The new Starbucks program will help those adults the most

Starbucks will reimburse employees' tuition for online classes at Arizona State University, which offers 40 undergraduate degree programs. Employees will have to work at Starbucks at least 20 hours per week. The reimbursements will increase as they get closer to a degree.

Employees with at least two years of college credit who are admitted to Arizona State will get a full refund of their tuition expenses; freshmen and sophomores will be reimbursed at lower rates.

That means adults with some college credits, whether a full-fledged associate degree or just a handful of classes, could benefit the most. In the quest to get more college-educated Americans, these adults are considered low-hanging fruit. An experiment last year surprised more than 6,000 people who'd dropped out of four-year colleges with the news that they had enough credits for an associate degree.
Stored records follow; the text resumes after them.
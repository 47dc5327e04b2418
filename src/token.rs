//! Access token cache
//!
//! [`TokenManager`] holds at most one bearer token and decides when it has to
//! be replaced. The actual OAuth exchange is supplied by the caller as a
//! closure so the cache logic stays free of I/O.

use chrono::{DateTime, Duration, Utc};
use serde::Deserialize;
use std::fmt;
use std::sync::{Arc, Mutex, MutexGuard};

use crate::errors::{PushError, PushResult};

/// Tokens expiring within this many seconds are refreshed before use
pub const REFRESH_MARGIN_SECS: i64 = 300;

/// Source of the current time
pub trait Clock: Send + Sync {
    fn now(&self) -> DateTime<Utc>;
}

/// Wall clock used outside of tests
#[derive(Debug, Default, Clone, Copy)]
pub struct SystemClock;

impl Clock for SystemClock {
    fn now(&self) -> DateTime<Utc> {
        Utc::now()
    }
}

/// A bearer token and the instant it stops being valid
#[derive(Clone, PartialEq, Eq)]
pub struct AccessToken {
    pub value: String,
    pub expires_at: DateTime<Utc>,
}

impl AccessToken {
    /// True once the token is within [`REFRESH_MARGIN_SECS`] of expiry.
    /// A token expiring exactly at the margin is considered stale.
    pub fn needs_refresh(&self, now: DateTime<Utc>) -> bool {
        self.expires_at <= now + Duration::seconds(REFRESH_MARGIN_SECS)
    }
}

impl fmt::Debug for AccessToken {
    fn fmt(&self, f: &mut fmt::Formatter<'_>) -> fmt::Result {
        f.debug_struct("AccessToken")
            .field("value", &"<redacted>")
            .field("expires_at", &self.expires_at)
            .finish()
    }
}

/// Body returned by the OAuth token endpoint
///
/// Fields are optional so a malformed body surfaces as an authentication
/// error instead of a JSON error.
#[derive(Debug, Clone, Deserialize)]
pub struct TokenResponse {
    pub access_token: Option<String>,
    pub expires_in: Option<i64>,
    #[serde(default)]
    pub token_type: Option<String>,
}

impl TokenResponse {
    /// Turn the response into a cached token, anchored at `now`
    pub fn into_access_token(self, now: DateTime<Utc>) -> PushResult<AccessToken> {
        let value = self
            .access_token
            .filter(|v| !v.is_empty())
            .ok_or_else(|| PushError::authentication("token response has no access_token"))?;
        let expires_in = self
            .expires_in
            .ok_or_else(|| PushError::authentication("token response has no expires_in"))?;
        if expires_in <= 0 {
            return Err(PushError::authentication(format!(
                "token response has non-positive expires_in: {expires_in}"
            )));
        }

        Ok(AccessToken {
            value,
            expires_at: now + Duration::seconds(expires_in),
        })
    }
}

/// Thread-safe holder for the cached access token
pub struct TokenManager {
    clock: Arc<dyn Clock>,
    state: Mutex<Option<AccessToken>>,
}

impl TokenManager {
    pub fn new(clock: Arc<dyn Clock>) -> Self {
        Self {
            clock,
            state: Mutex::new(None),
        }
    }

    /// Return a token valid for at least [`REFRESH_MARGIN_SECS`], calling
    /// `fetch` when the cache is empty or stale
    ///
    /// The lock is held across `fetch`, so concurrent callers trigger a
    /// single refresh.
    pub fn ensure_valid<F>(&self, fetch: F) -> PushResult<String>
    where
        F: FnOnce() -> PushResult<TokenResponse>,
    {
        let mut state = self.lock();
        let now = self.clock.now();

        if let Some(token) = state.as_ref() {
            if !token.needs_refresh(now) {
                return Ok(token.value.clone());
            }
            tracing::debug!(expires_at = %token.expires_at, "Access token close to expiry, refreshing");
        } else {
            tracing::debug!("No cached access token, fetching");
        }

        let token = fetch()?.into_access_token(self.clock.now())?;
        tracing::debug!(expires_at = %token.expires_at, "Cached new access token");

        let value = token.value.clone();
        *state = Some(token);
        Ok(value)
    }

    /// Currently cached token, without refreshing
    pub fn cached(&self) -> Option<AccessToken> {
        self.lock().clone()
    }

    fn lock(&self) -> MutexGuard<'_, Option<AccessToken>> {
        // The guarded value is a plain Option, always consistent.
        self.state.lock().unwrap_or_else(|poisoned| poisoned.into_inner())
    }
}

impl fmt::Debug for TokenManager {
    fn fmt(&self, f: &mut fmt::Formatter<'_>) -> fmt::Result {
        f.debug_struct("TokenManager")
            .field("cached", &self.cached())
            .finish()
    }
}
The Education Department found students who started at a four-year college in 2003 and left without a degree earned an average of 63 credits before they dropped out. That's enough to qualify as a junior at Arizona State.
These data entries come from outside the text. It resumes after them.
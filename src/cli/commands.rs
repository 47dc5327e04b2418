//! Command definitions and structures for the CLI
//!
//! This module contains the clap-based argument definitions: the global
//! credential/config flags and one subcommand per client operation.

use clap::{Args, Parser, Subcommand};
use huawei_push::NotificationOptions;
use std::path::PathBuf;

/// Main CLI structure
#[derive(Parser)]
#[command(name = "huawei-push")]
#[command(about = "Send Huawei Push Kit notifications and manage topic subscriptions")]
#[command(version)]
pub struct Cli {
    #[command(subcommand)]
    pub command: Commands,

    /// Path to a TOML config file
    #[arg(short, long, global = true)]
    pub config: Option<PathBuf>,

    /// Push Kit client (app) id [falls back to the config file, then
    /// HUAWEI_PUSH_KIT_CLIENT_ID]
    #[arg(long, global = true)]
    pub client_id: Option<String>,

    /// Push Kit client secret [falls back to the config file, then
    /// HUAWEI_PUSH_KIT_CLIENT_SECRET]
    #[arg(long, global = true)]
    pub client_secret: Option<String>,

    /// Enable verbose output
    #[arg(short, long, global = true)]
    pub verbose: bool,
}

/// Available CLI commands
#[derive(Subcommand)]
pub enum Commands {
    /// Send a notification to a single device
    Send {
        /// Device push token
        token: String,
        /// Notification title
        title: String,
        /// Notification text
        body: String,
        #[command(flatten)]
        options: OptionArgs,
    },

    /// Send a notification to all subscribers of a topic
    SendTopic {
        /// Topic name
        topic: String,
        /// Notification title
        title: String,
        /// Notification text
        body: String,
        #[command(flatten)]
        options: OptionArgs,
    },

    /// Subscribe device tokens to a topic
    Subscribe {
        /// Topic name
        topic: String,
        /// One or more device tokens
        #[arg(required = true)]
        tokens: Vec<String>,
    },

    /// Unsubscribe device tokens from a topic
    Unsubscribe {
        /// Topic name
        topic: String,
        /// One or more device tokens
        #[arg(required = true)]
        tokens: Vec<String>,
    },

    /// List the topics a device is subscribed to
    Topics {
        /// Device push token
        token: String,
    },

    /// Fetch an access token and show when it expires
    Token,
}

/// Optional notification data fields
#[derive(Args, Debug, Default)]
pub struct OptionArgs {
    /// Notification type
    #[arg(long = "type")]
    pub kind: Option<String>,

    /// Badge count
    #[arg(long)]
    pub badge: Option<u32>,

    #[arg(long)]
    pub post_id: Option<String>,

    #[arg(long)]
    pub comment_id: Option<String>,

    #[arg(long)]
    pub chat_id: Option<String>,

    /// Avatar URL
    #[arg(long)]
    pub avatar: Option<String>,
}

impl From<OptionArgs> for NotificationOptions {
    fn from(args: OptionArgs) -> Self {
        Self {
            kind: args.kind,
            badge: args.badge,
            post_id: args.post_id,
            comment_id: args.comment_id,
            chat_id: args.chat_id,
            avatar: args.avatar,
        }
    }
}

#[cfg(test)]
mod tests {
    use super::*;
    use clap::CommandFactory;

    #[test]
    fn test_cli_definition_is_valid() {
        Cli::command().debug_assert();
    }

    #[test]
    fn test_send_parses_options() {
        let cli = Cli::try_parse_from([
            "huawei-push",
            "--client-id",
            "id",
            "--client-secret",
            "secret",
            "send",
            "tok1",
            "Title",
            "Body",
            "--type",
            "comment",
            "--badge",
            "2",
        ])
        .unwrap();

        match cli.command {
            Commands::Send { token, options, .. } => {
                assert_eq!(token, "tok1");
                let options = NotificationOptions::from(options);
                assert_eq!(options.kind.as_deref(), Some("comment"));
                assert_eq!(options.badge, Some(2));
                assert!(options.avatar.is_none());
            }
            _ => panic!("expected send command"),
        }
    }

    #[test]
    fn test_credential_flags_default_to_none() {
        let cli = Cli::try_parse_from(["huawei-push", "token"]).unwrap();
        assert!(cli.client_id.is_none());
        assert!(cli.client_secret.is_none());
    }

    #[test]
    fn test_subscribe_requires_tokens() {
        assert!(Cli::try_parse_from(["huawei-push", "subscribe", "news"]).is_err());

        let cli = Cli::try_parse_from(["huawei-push", "subscribe", "news", "a", "b"]).unwrap();
        match cli.command {
            Commands::Subscribe { topic, tokens } => {
                assert_eq!(topic, "news");
                assert_eq!(tokens, vec!["a", "b"]);
            }
            _ => panic!("expected subscribe command"),
        }
    }
}
use anyhow::Result;

mod cli;

use cli::CliApp;

fn main() -> Result<()> {
    CliApp::run()
}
If Starbucks employees follow similar patterns, the tuition benefit could help them jump back into higher education. In 2013, the nonprofit group Public Agenda asked college dropouts whether a grant covering books and tuition expenses would persuade them to go back to college. Fifty-seven percent said they thought going back would be "pretty easy to do" given that financial help.

But Starbucks isn't making it easy for employees to get a degree

Still, there is a vast gulf between a relatively generous tuition reimbursement and a free college degree. Starbucks employees are eligible for federal grants, and they'll also get an additional grant up front to help them pay for college at Arizona State. But Starbucks won't begin reimbursing tuition until students have completed 21 credits. That's more than a semester of full-time attendance that costs about $10,000. Grants will cover part of that cost, but some of it will probably have to come from students' savings or from federal loans.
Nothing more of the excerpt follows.